Solo 2 anni dopo avevo avuto il coraggio di dirlo a mio padre,forse con un briciolo di lucidità che mi desse la forza di chiedere aiuto. La sua risposta era stata "Ho già tua madre da accudire,non ho tempo per due persone",e in quel momento avrei voluto non esistere,non essere più un problema. Più volte,in preda alla disperazione,avevo ingurgitato quantità massicce di tranquillanti e ansiolitici,e ricevevo solo urli e schiaffi in cambio. Nessuna carezza,nessuna mano che si tendesse verso di me. Con il senno di poi credo che non volessi davvero morire,che,piuttosto,volessi essere stretta fra le braccia dei miei genitori e che qualcuno mi dicesse "Hey,Petra,andrà tutto bene,ci sono io con te!". E invece il vuoto.
Mi ero ridotta ormai ad ammazzarmi di abbuffate stratosferiche ed estenuanti "sessioni" di vomito,fino a quando un ragazzo,conosciuto in internet per caso e con il quale avevo poi iniziato una relazione,mi aveva convinta ad andare da una psicologa della sua città (Parma,a 130 km dal mio paesino in provincia di Bergamo),rispondendo alla mia richiesta di aiuto non appena avevo realizzato di avere un problema. Lei era stata la prima di svariati psicoterapeuti,senza contare dietisti e psichiatri,e una delle tantissime spese che quella malattia mi aveva comportato fino alla cosiddetta "guarigione". Il conto salato della bulimia nervosa.

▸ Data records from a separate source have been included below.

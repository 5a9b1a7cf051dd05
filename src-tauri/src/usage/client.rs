//! HTTP client for the bootstrap and usage endpoints.

use std::future::Future;
use std::sync::{Arc, OnceLock};
use std::time::Duration;

use reqwest::header::{HeaderMap, HeaderValue, ACCEPT, COOKIE, USER_AGENT};
use reqwest::Client;
use serde_json::Value;

use super::error::PollError;
use super::types::UsageResponse;

const APP_USER_AGENT: &str = concat!("usage-tray/", env!("CARGO_PKG_VERSION"));

/// Global HTTP client for reuse across cycles (avoids TLS handshake overhead)
static HTTP_CLIENT: OnceLock<Client> = OnceLock::new();

fn get_http_client(timeout: Duration) -> &'static Client {
    HTTP_CLIENT.get_or_init(|| {
        Client::builder()
            .timeout(timeout)
            .build()
            .unwrap_or_else(|e| {
                log::warn!("UsageClient: falling back to default HTTP client: {}", e);
                Client::new()
            })
    })
}

/// Source of the two documents a poll cycle needs.
pub trait UsageApi {
    /// Fetch the bootstrap document and extract the organization id.
    fn fetch_org_id(&self) -> impl Future<Output = Result<String, PollError>> + Send;

    /// Fetch the usage document for an organization.
    fn fetch_usage(
        &self,
        org_id: &str,
    ) -> impl Future<Output = Result<UsageResponse, PollError>> + Send;
}

type SessionKeyProvider = Arc<dyn Fn() -> Option<String> + Send + Sync>;

/// `UsageApi` over HTTPS with the browser session cookie as credentials.
///
/// The session key is looked up on every request, so a key stored mid-run
/// is picked up by the next cycle. The lookup may block on the keyring and
/// runs on the blocking pool.
pub struct WebUsageClient {
    base_url: String,
    session_key: SessionKeyProvider,
    client: &'static Client,
}

impl WebUsageClient {
    pub fn new(
        base_url: &str,
        session_key: impl Fn() -> Option<String> + Send + Sync + 'static,
        timeout: Duration,
    ) -> Self {
        Self {
            base_url: base_url.trim_end_matches('/').to_string(),
            session_key: Arc::new(session_key),
            client: get_http_client(timeout),
        }
    }

    pub fn bootstrap_url(&self) -> String {
        format!("{}/api/bootstrap", self.base_url)
    }

    pub fn usage_url(&self, org_id: &str) -> String {
        format!("{}/api/organizations/{}/usage", self.base_url, org_id)
    }

    async fn session_key(&self) -> Result<String, PollError> {
        let provider = Arc::clone(&self.session_key);
        let key = tokio::task::spawn_blocking(move || provider())
            .await
            .unwrap_or_else(|e| {
                log::warn!("UsageClient: session key lookup failed: {}", e);
                None
            });
        key.filter(|k| !k.is_empty())
            .ok_or(PollError::MissingSession)
    }

    async fn headers(&self) -> Result<HeaderMap, PollError> {
        let key = self.session_key().await?;

        let mut headers = HeaderMap::new();
        headers.insert(
            COOKIE,
            HeaderValue::from_str(&format!("sessionKey={}", key))
                .map_err(|_| PollError::InvalidSessionKey)?,
        );
        headers.insert(ACCEPT, HeaderValue::from_static("application/json"));
        headers.insert(USER_AGENT, HeaderValue::from_static(APP_USER_AGENT));
        Ok(headers)
    }

    async fn get_json(&self, endpoint: &'static str, url: &str) -> Result<Value, PollError> {
        let headers = self.headers().await?;

        log::debug!("UsageClient: GET {}", url);
        let response = self
            .client
            .get(url)
            .headers(headers)
            .send()
            .await
            .map_err(|e| PollError::Network(format!("{}: {}", endpoint, e)))?;

        let status = response.status();
        if !status.is_success() {
            return Err(PollError::Http {
                endpoint,
                status: status.as_u16(),
            });
        }

        response
            .json::<Value>()
            .await
            .map_err(|e| PollError::Parse(format!("{}: {}", endpoint, e)))
    }
}

impl UsageApi for WebUsageClient {
    async fn fetch_org_id(&self) -> Result<String, PollError> {
        let body = self.get_json("bootstrap", &self.bootstrap_url()).await?;
        extract_org_id(&body)
    }

    async fn fetch_usage(&self, org_id: &str) -> Result<UsageResponse, PollError> {
        let body = self.get_json("usage", &self.usage_url(org_id)).await?;
        serde_json::from_value(body).map_err(|e| PollError::Parse(format!("usage: {}", e)))
    }
}

/// Pull `account.memberships[0].organization.uuid` out of the bootstrap document.
pub fn extract_org_id(bootstrap: &Value) -> Result<String, PollError> {
    let org_id = bootstrap
        .pointer("/account/memberships/0/organization/uuid")
        .and_then(Value::as_str)
        .map(str::trim)
        .filter(|id| !id.is_empty());

    match org_id {
        Some(id) => Ok(id.to_string()),
        None if bootstrap.pointer("/account").is_none() => Err(PollError::OrgUnresolved(
            "bootstrap has no account (session expired?)".to_string(),
        )),
        None => Err(PollError::OrgUnresolved(
            "no organization membership in bootstrap".to_string(),
        )),
    }
}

Solo a 28 anni avevo avuto la fortuna di incontrare la "mia" psicologa,una persona dolcissima che mi era stata consigliata dall'ennesima dietista,e che mi sapeva prendere per mano e guidare verso nuova consapevolezza. E una nuova speranza,che ormai non pensavo più di poter conoscere.
La frase "Mi sa che ci vedremo ancora per poco,tu sei guarita" arrivava come regalo per i miei 30 anni,senza che nemmeno mi ricordassi di essere mai stata ventenne. Perché i miei vent'anni erano stati come un tunnel lungo e nero come la pece,come se mi fossi addormentata ventunenne e mi fossi risvegliata già trentenne. Anni che nessuno mi potrà restituire,e che io rimpiango ogni giorno della mia vita.
Nel frattempo avevo terminato un rapporto di più di 6 anni (di cui 2 di convivenza) con quel ragazzo di internet che si era stancato velocemente della mia malattia,sconfitto una displasia lieve al collo dell'utero,perso 2 posti di lavoro dopo vari soprusi psicologici (a parte una piccolissima parentesi tranquilla in un posto a chiamata) e perse svariate amicizie con gente che mi giudicava "malata di comodo e asociale di merda",preso oltre 30 kg di peso e conosciuto la persona meravigliosa che da 2 anni è mio marito.
Questi ultimi 4 anni non sono stati rose e fiori,ormai ho perso il conto delle tante scivolate e delle 2 ricadute pesanti nella malattia,l'esperienza della depressione e i pensieri che una persona "normale" non dovrebbe mai fare nella vita...eppure sono ancora qui.
Ho deciso di dedicare la mia vita al volontariato,mettendo tutto l'amore del quale sono capace in cause come i diritti degli animali e la sensibilizzazione riguardo i disturbi alimentari. Si,proprio quel demone che mi ha letteralmente mangiato 9 anni e passa di vita. Non è stata una decisione a cuor leggero,queste non lo sono mai,ma penso che la vittoria più bella sulla malattia sia non solo la totale guarigione fisica (per la quale combatto fino a non avere più forze),è il rendere quella malattia risorsa a disposizione di altri. Il mostrare che da quel tunnel si può uscire,e ancora più forti,ed informare il più possibile per evitare che altre persone cadano in quella trappola insidiosa.
La speranza esiste,è solo che non dobbiamo mai smettere di cercarla. Adesso,a 34 anni e mezzo,io ne sono consapevole.